100 Days of Gen AI: Day 12

My training job finished! I had to leave it running all day yesterday. It took nearly 13 hours to complete running on my 2017 Macbook Pro (definitely non-ideal hardware for training tasks).

Here’s my trained model!

model training results in code editor directory tree

Here are my logs:

training job complete terminal logs

The training loss (3.49) and validation loss (4.03) are relatively close, which is a good sign that the model isn’t overfitting too much. However, the loss values themselves are still somewhat high, suggesting the model may need further fine-tuning or more data to reach better performance. This is somewhat expected as the dataset I used is of dubious quality.

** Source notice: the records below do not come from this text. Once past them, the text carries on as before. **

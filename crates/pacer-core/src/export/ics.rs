//! iCalendar (RFC 5545) export: one event per training session.
//!
//! Times are floating local times, so a 07:30 session stays at 07:30 in
//! whatever zone the calendar app runs in. `DTSTAMP` is derived from the
//! plan start rather than the clock so the file is reproducible.

use std::fmt::Write as _;

use super::{session_heading, Artifact, Exporter, Format};
use crate::{
    error::{PacerError, Result},
    models::{options::MAX_ALERT_MINUTES, ExportOptions, Plan, SessionPlan},
};

const MEDIA_TYPE: &str = "text/calendar";

/// Longest content line in octets, excluding the CRLF.
const MAX_LINE_OCTETS: usize = 75;

pub struct IcsExporter;

impl Exporter for IcsExporter {
    fn format(&self) -> Format {
        Format::Ics
    }

    fn render(&self, plan: &Plan, options: &ExportOptions) -> Result<Vec<Artifact>> {
        if options.alert_minutes > MAX_ALERT_MINUTES {
            return Err(PacerError::export(Format::Ics).with_reason(format!(
                "alert lead time {} min exceeds {MAX_ALERT_MINUTES} min",
                options.alert_minutes
            )));
        }
        if let Some(link) = &options.share_link {
            if link.chars().any(char::is_control) {
                return Err(PacerError::export(Format::Ics)
                    .with_reason("share link contains control characters"));
            }
        }
        let calendar = render_calendar(plan, options);
        Ok(vec![Artifact::new(
            Format::Ics.artifact_names()[0],
            MEDIA_TYPE,
            calendar.into_bytes(),
        )])
    }
}

/// Event UID for a session, stable across runs.
pub fn event_uid(session: &SessionPlan) -> String {
    format!("c25k-w{:02}-d{}@pacer", session.week, session.day)
}

/// `PT25M`, `PT1H5M`, `PT20M50S`.
pub fn ics_duration(seconds: u32) -> String {
    let (hours, minutes, secs) = (seconds / 3600, seconds % 3600 / 60, seconds % 60);
    let mut out = String::from("PT");
    if hours > 0 {
        let _ = write!(out, "{hours}H");
    }
    if minutes > 0 {
        let _ = write!(out, "{minutes}M");
    }
    if secs > 0 || (hours == 0 && minutes == 0) {
        let _ = write!(out, "{secs}S");
    }
    out
}

/// Escape a TEXT property value.
pub fn escape_text(value: &str) -> String {
    let mut out = String::with_capacity(value.len());
    for c in value.chars() {
        match c {
            '\\' => out.push_str("\\\\"),
            ';' => out.push_str("\\;"),
            ',' => out.push_str("\\,"),
            '\n' => out.push_str("\\n"),
            '\r' => {}
            other => out.push(other),
        }
    }
    out
}

/// Fold a content line at 75 octets without splitting a UTF-8 sequence.
pub fn fold_line(line: &str) -> String {
    let mut out = String::with_capacity(line.len() + line.len() / MAX_LINE_OCTETS * 3);
    let mut used = 0;
    for c in line.chars() {
        let width = c.len_utf8();
        if used + width > MAX_LINE_OCTETS {
            out.push_str("\r\n ");
            // the leading space counts toward the next line
            used = 1;
        }
        out.push(c);
        used += width;
    }
    out
}

struct Lines(String);

impl Lines {
    fn push(&mut self, line: &str) {
        self.0.push_str(&fold_line(line));
        self.0.push_str("\r\n");
    }
}

fn render_calendar(plan: &Plan, options: &ExportOptions) -> String {
    let labels = &plan.labels;
    let stamp = format!("{}T000000Z", plan.profile.start_date.strftime("%Y%m%d"));
    let mut lines = Lines(String::new());

    lines.push("BEGIN:VCALENDAR");
    lines.push("VERSION:2.0");
    lines.push(&format!(
        "PRODID:-//Pacer//Couch to 5K//{}",
        plan.profile.language.as_str().to_uppercase()
    ));
    lines.push("CALSCALE:GREGORIAN");
    lines.push("METHOD:PUBLISH");
    lines.push(&format!("X-WR-CALNAME:{}", escape_text(&labels.title)));
    if let Some(generated_at) = &options.generated_at {
        lines.push(&format!("X-PACER-GENERATED-AT:{generated_at}"));
    }

    for session in plan.training_sessions() {
        let summary = format!("{}: {}", labels.title, session_heading(labels, session));
        let mut description = vec![
            session.instruction.clone(),
            session.tip.clone(),
            session.note.clone(),
        ];
        if let Some(advisory) = &options.advisory {
            description.push(advisory.clone());
        }

        lines.push("BEGIN:VEVENT");
        lines.push(&format!("UID:{}", event_uid(session)));
        lines.push(&format!("DTSTAMP:{stamp}"));
        lines.push(&format!(
            "DTSTART:{}",
            session.start().strftime("%Y%m%dT%H%M%S")
        ));
        lines.push(&format!("DURATION:{}", ics_duration(session.adjusted_seconds)));
        lines.push(&format!("SUMMARY:{}", escape_text(&summary)));
        lines.push(&format!(
            "DESCRIPTION:{}",
            escape_text(&description.join("\n"))
        ));
        if let Some(link) = &options.share_link {
            lines.push(&format!("URL:{link}"));
        }
        if options.alert_minutes > 0 {
            lines.push("BEGIN:VALARM");
            lines.push("ACTION:DISPLAY");
            lines.push(&format!("DESCRIPTION:{}", escape_text(&summary)));
            lines.push(&format!("TRIGGER:-PT{}M", options.alert_minutes));
            lines.push("END:VALARM");
        }
        lines.push("END:VEVENT");
    }

    lines.push("END:VCALENDAR");
    lines.0
}
//! Duration and date-time display utilities.

use std::fmt;

use jiff::{tz::TimeZone, Timestamp};

/// A duration in seconds shown as `MM:SS`.
///
/// Minutes are not wrapped into hours, so a 65 minute session reads `65:00`.
#[derive(Debug, Clone, Copy, PartialEq, Eq)]
pub struct MinutesSeconds(pub u32);

impl fmt::Display for MinutesSeconds {
    fn fmt(&self, f: &mut fmt::Formatter<'_>) -> fmt::Result {
        write!(f, "{:02}:{:02}", self.0 / 60, self.0 % 60)
    }
}

/// Render `seconds` as `MM:SS`.
pub fn format_duration(seconds: u32) -> String {
    MinutesSeconds(seconds).to_string()
}

/// Parse `MM:SS` back into seconds.
pub fn parse_duration(s: &str) -> Option<u32> {
    let (minutes, seconds) = s.trim().split_once(':')?;
    let minutes: u32 = minutes.parse().ok()?;
    let seconds: u32 = seconds.parse().ok()?;
    if seconds >= 60 {
        return None;
    }
    minutes.checked_mul(60)?.checked_add(seconds)
}

/// A timestamp formatted in the system timezone as `YYYY-MM-DD HH:MM:SS TZ`.
pub struct LocalDateTime<'a>(pub &'a Timestamp);

impl fmt::Display for LocalDateTime<'_> {
    fn fmt(&self, f: &mut fmt::Formatter<'_>) -> fmt::Result {
        write!(
            f,
            "{}",
            self.0
                .to_zoned(TimeZone::system())
                .strftime("%Y-%m-%d %H:%M:%S %Z")
        )
    }
}

#[cfg(test)]
mod tests {
    use super::*;

    #[test]
    fn test_minutes_seconds() {
        assert_eq!(format_duration(1500), "25:00");
        assert_eq!(format_duration(90), "01:30");
        assert_eq!(format_duration(3900), "65:00");
        assert_eq!(format_duration(0), "00:00");
    }

    #[test]
    fn test_parse_duration() {
        assert_eq!(parse_duration("25:00"), Some(1500));
        assert_eq!(parse_duration("01:30"), Some(90));
        assert_eq!(parse_duration("1:75"), None);
        assert_eq!(parse_duration("abc"), None);
    }
}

The fine_tuned_model directory is 500MB, and the results folder is 4.5GB.

To the question:

What is the meaning of life?

It responded with:

SOC.,?

It’s something! Though not very intelligible. It looks like I’ve only made this model dumber than the GPT-2 model I started with. :)

There are several steps I could try to improve my model, such as:

  1. Adjust the learning rate to something smaller, such as 1e-5 or 1e-6.
  2. Mix the dataset with a general text dataset like OpenWebText or WikiText to keep GPT-2’s general knowledge intact.
  3. Freeze some layers of GPT-2 to retain general language capabilities.
  4. Use larger GPT-2 models (medium, large) or GPT-3, if available.
  5. Train for more epochs since my dataset is kinda small.

However I’m not super keen to retrain a model when the feedback loop is ~13 hours. Obviously, the proper way to compress this time would be to train the model in the cloud, but that would require me to pay actual MONEY, and I’m just trying to learn right now. And at its core I think the dataset I started with is not of sufficient quality to train a model. Without a good dataset, I think it’s time to move on from this Socrates chatbot project.

I could pivot to training a model with a better quality public dataset (design the project around the dataset), or I could try creating my own small dataset and train on that. Since I’m more interested in building models with my own custom datasets, I think the latter makes sense.